Solidarische Organisationsformen in der Kultur

Foto: Janet Merkel

Veranstaltung

13. Mai 2026 | 15:00–18:00 Uhr
Institut für Stadt- und Regionalplanung der TU, Straße des 17. Juni 152, 10623 Berlin, Raum A 904a

Wie wollen wir zusammenarbeiten? Diese Frage stellt sich früher oder später in jedem künstlerischen Projekt. Während die Kulturbranche häufig von prekären Einzelkämpfer:innen-Strukturen geprägt ist, erproben immer mehr Kulturtätige alternative Organisationsformen – von selbstverwalteten Kollektiven über Genossenschaften bis hin zu solidarischen Netzwerken.

In diesem Workshop schauen wir uns konkrete Modelle an, die auf Mitbestimmung, faire Ressourcenverteilung und gemeinsame Verantwortung setzen. Im Zentrum stehen juristische und praktische Fragen: Welche Rechtsformen kommen für die kollektive Kulturproduktion infrage, und welche Konsequenzen haben sie im Alltag? Wie lassen sich Entscheidungen gemeinsam treffen, ohne Prozesse zu verlangsamen? Und wie können solidarische Prinzipien unter realen ökonomischen Bedingungen tragfähig bleiben?

Inputs

Viviana Dorfman, Solid

Viviana Dorfman studierte Stadt- und Regionalplanung an der TU Berlin sowie nachhaltige Architektur in Porto. In ihrer Masterarbeit untersuchte sie zehn selbstorganisierte Community Spaces in Berlin – eine oft übersehene Form sozialer Infrastruktur, die sie sichtbarer machen möchte. Dabei verbindet sie Forschung und Praxis: Als Mitgründerin von SOLID, einem multifunktionalen Community Space in Kreuzberg, und durch ihre vierjährige Mitarbeit beim studio_nagelneu am Prinzessinnengarten bringt sie direkte Erfahrung aus der Stadtgesellschaft mit.

Katja Schubel, Rechtswissenschaftlerin Universität Würzburg

Katja Schubel ist Juristin und Wissenschaftliche Mitarbeiterin an der Professur für Öffentliches Recht und Wirtschaftsvölkerrecht von Prof. Dr. Isabel Feichtner.
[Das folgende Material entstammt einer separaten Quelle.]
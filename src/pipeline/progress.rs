//! Run progress events.
//!
//! Fixed checkpoints: 10 (started), 30 (skeleton ready), 30..=80 while assets settle,
//! 85 (assembly started), 100 (done). Reported percent never decreases within a run.

use crate::pipeline::RunStatus;
use crate::synthesis::Settlement;
use serde::{Deserialize, Serialize};
use serde_json::{json, Value};
use tracing::debug;

#[derive(Debug, Clone, PartialEq, Serialize, Deserialize)]
pub struct ProgressEvent {
    pub stage: RunStatus,
    pub percent: u8,
    pub message: String,
    #[serde(skip_serializing_if = "Option::is_none")]
    pub payload: Option<Value>,
}

#[derive(Debug, Clone, Copy, PartialEq, Eq)]
pub enum Checkpoint {
    Started,
    SkeletonReady,
    AssemblyStarted,
    Done,
}

impl Checkpoint {
    pub fn percent(&self) -> u8 {
        match self {
            Checkpoint::Started => 10,
            Checkpoint::SkeletonReady => 30,
            Checkpoint::AssemblyStarted => 85,
            Checkpoint::Done => 100,
        }
    }

    pub fn stage(&self) -> RunStatus {
        match self {
            Checkpoint::Started => RunStatus::Skeleton,
            Checkpoint::SkeletonReady => RunStatus::Assets,
            Checkpoint::AssemblyStarted => RunStatus::Assembly,
            Checkpoint::Done => RunStatus::Completed,
        }
    }

    fn message(&self) -> &'static str {
        match self {
            Checkpoint::Started => "Generating page skeleton",
            Checkpoint::SkeletonReady => "Skeleton ready, generating images",
            Checkpoint::AssemblyStarted => "Assembling page",
            Checkpoint::Done => "Page ready",
        }
    }
}

const ASSET_RAMP_START: u8 = 30;
const ASSET_RAMP_SPAN: usize = 50;

/// Forwards progress to a caller-supplied sink.
pub struct ProgressReporter<'a> {
    sink: &'a mut (dyn FnMut(&ProgressEvent) + Send),
    last_percent: u8,
    reached: Vec<Checkpoint>,
}

impl<'a> ProgressReporter<'a> {
    pub fn new(sink: &'a mut (dyn FnMut(&ProgressEvent) + Send)) -> Self {
        Self {
            sink,
            last_percent: 0,
            reached: Vec::new(),
        }
    }

    pub fn last_percent(&self) -> u8 {
        self.last_percent
    }

    /// Emits `checkpoint` unless it was already reported.
    pub fn checkpoint(&mut self, checkpoint: Checkpoint) {
        if self.reached.contains(&checkpoint) {
            return;
        }
        self.reached.push(checkpoint);
        self.emit(checkpoint.stage(), checkpoint.percent(), checkpoint.message().to_string(), None);
    }

    /// One stage-two ramp event per settled asset.
    pub fn asset_settled(&mut self, settlement: Settlement<'_>) {
        let total = settlement.total.max(1);
        let completed = settlement.completed.min(total);
        let percent = ASSET_RAMP_START + (ASSET_RAMP_SPAN * completed / total) as u8;
        let payload = json!({
            "completed": settlement.completed,
            "total": settlement.total,
            "asset_id": settlement.result.id,
            "succeeded": settlement.result.succeeded,
        });
        self.emit(
            RunStatus::Assets,
            percent,
            format!("Generated image {} of {}", settlement.completed, settlement.total),
            Some(payload),
        );
    }

    fn emit(&mut self, stage: RunStatus, percent: u8, message: String, payload: Option<Value>) {
        let percent = percent.min(100).max(self.last_percent);
        self.last_percent = percent;
        debug!(stage = %stage, percent, message = %message, "progress");
        (self.sink)(&ProgressEvent {
            stage,
            percent,
            message,
            payload,
        });
    }
}
//! Asset request discovery.
//!
//! Every distinct `{{IMAGE_PLACEHOLDER_<n>}}` token in the skeleton becomes one
//! [`AssetRequest`] with id `image-<n>`, in order of first appearance. An `<img>` tag
//! whose `src` carries the token supplies the description (`alt`), style (`data-style`)
//! and aspect class (`data-aspect`).

use crate::image::{AspectRatio, AssetRequest};
use crate::skeleton::tag_attributes;
use once_cell::sync::Lazy;
use regex::Regex;
use std::collections::{HashMap, HashSet};
use tracing::debug;

static TOKEN: Lazy<Regex> = Lazy::new(|| Regex::new(r"\{\{IMAGE_PLACEHOLDER_(\d+)\}\}").unwrap());

static IMG_TAG: Lazy<Regex> = Lazy::new(|| Regex::new(r"(?is)<img\b[^>]*>").unwrap());

pub fn placeholder_token(n: usize) -> String {
    format!("{{{{IMAGE_PLACEHOLDER_{}}}}}", n)
}

pub fn discover_assets(document: &str, fallback_description: &str) -> Vec<AssetRequest> {
    let tagged = tagged_images(document);
    let mut seen = HashSet::new();
    let mut requests = Vec::new();

    for caps in TOKEN.captures_iter(document) {
        let token = caps[0].to_string();
        if !seen.insert(token.clone()) {
            continue;
        }
        let attributes = tagged.get(&token);
        let attribute = |name: &str| {
            attributes
                .and_then(|attrs| attrs.get(name))
                .map(|value| value.trim())
                .filter(|value| !value.is_empty())
        };

        let request = AssetRequest {
            id: format!("image-{}", &caps[1]),
            description: attribute("alt")
                .unwrap_or_else(|| fallback_description.trim())
                .to_string(),
            style_hint: attribute("data-style").map(str::to_string),
            aspect_ratio: attribute("data-aspect")
                .map(AspectRatio::from_hint)
                .unwrap_or_default(),
            placeholder_token: token,
        };
        requests.push(request);
    }

    debug!(count = requests.len(), "asset placeholders discovered");
    requests
}

/// Token → attributes of the first `<img>` whose `src` contains it.
fn tagged_images(document: &str) -> HashMap<String, HashMap<String, String>> {
    let mut tagged = HashMap::new();
    for tag in IMG_TAG.find_iter(document) {
        let attributes = tag_attributes(tag.as_str());
        let token = attributes
            .get("src")
            .and_then(|src| TOKEN.find(src))
            .map(|m| m.as_str().to_string());
        if let Some(token) = token {
            tagged.entry(token).or_insert(attributes);
        }
    }
    tagged
}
Sie forscht zu der Frage, wie Commons-Public-Partnerships rechtlich verankert und ausgestaltet werden können, um das präfigurative Potenzial von Urban Commons wie Gemeinschaftsgärten, Stadtteil- und Kulturzentren zu erhalten. Commoning in Städten eröffnet Postwachstumshorizonte, die es angesichts der Vielzahl an sozialökologischen Krisen unserer Zeit auch rechtlich zu stärken gilt.

Konrad Bechler, Fachanwalt für Handels- und Gesellschaftsrecht sowie Organisationsentwickler

Konrad Bechler ist Fachanwalt für Handels- und Gesellschaftsrecht und systemischer Organisationsentwickler. Als Gründer der BECHLER Kollaborationsberatung begleitet er Unternehmen bei Nachfolgeprozessen, Mitarbeitendengenossenschaften und gesellschaftsrechtlichen Konflikten – und verbindet dabei juristisches Fachwissen mit einem Blick für kooperative und nachhaltige Lösungen.

Moderation
Benedikt Stoll – Urbane Praxis e.V.
Sarah Waterfeld, Falk Lörcher – Union für Cultural Commons
Janet Merkel – TU Berlin, Institut für Stadt- und Regionalplanung, Fachgebiet Stadt- und Regionalplanung

Um Anmeldung unter diesem Link wird gebeten.

Der Workshop ist Teil der transdisziplinären Workshop-Reihe „Solidarische Kulturproduktion“. In deren Mittelpunkt stehen kollektive und gemeinwohlorientierte Organisationsformen, solidarische Finanzierungsansätze sowie Governance-Praktiken, in denen Mitbestimmung und Sorgearbeit zusammengedacht werden. Die Reihe wird von Benedikt Stoll (Urbane Praxis e.V.), Sarah Waterfeld, Falk Lörcher und Isabella Dahm (Union für Cultural Commons) und Janet Merkel (TU Berlin, Fachgebiet Stadt- und Regionalplanung) organisiert. Das Projekt wird finanziert mit Mitteln der TD-Lab-Förderung der Berlin University Alliance.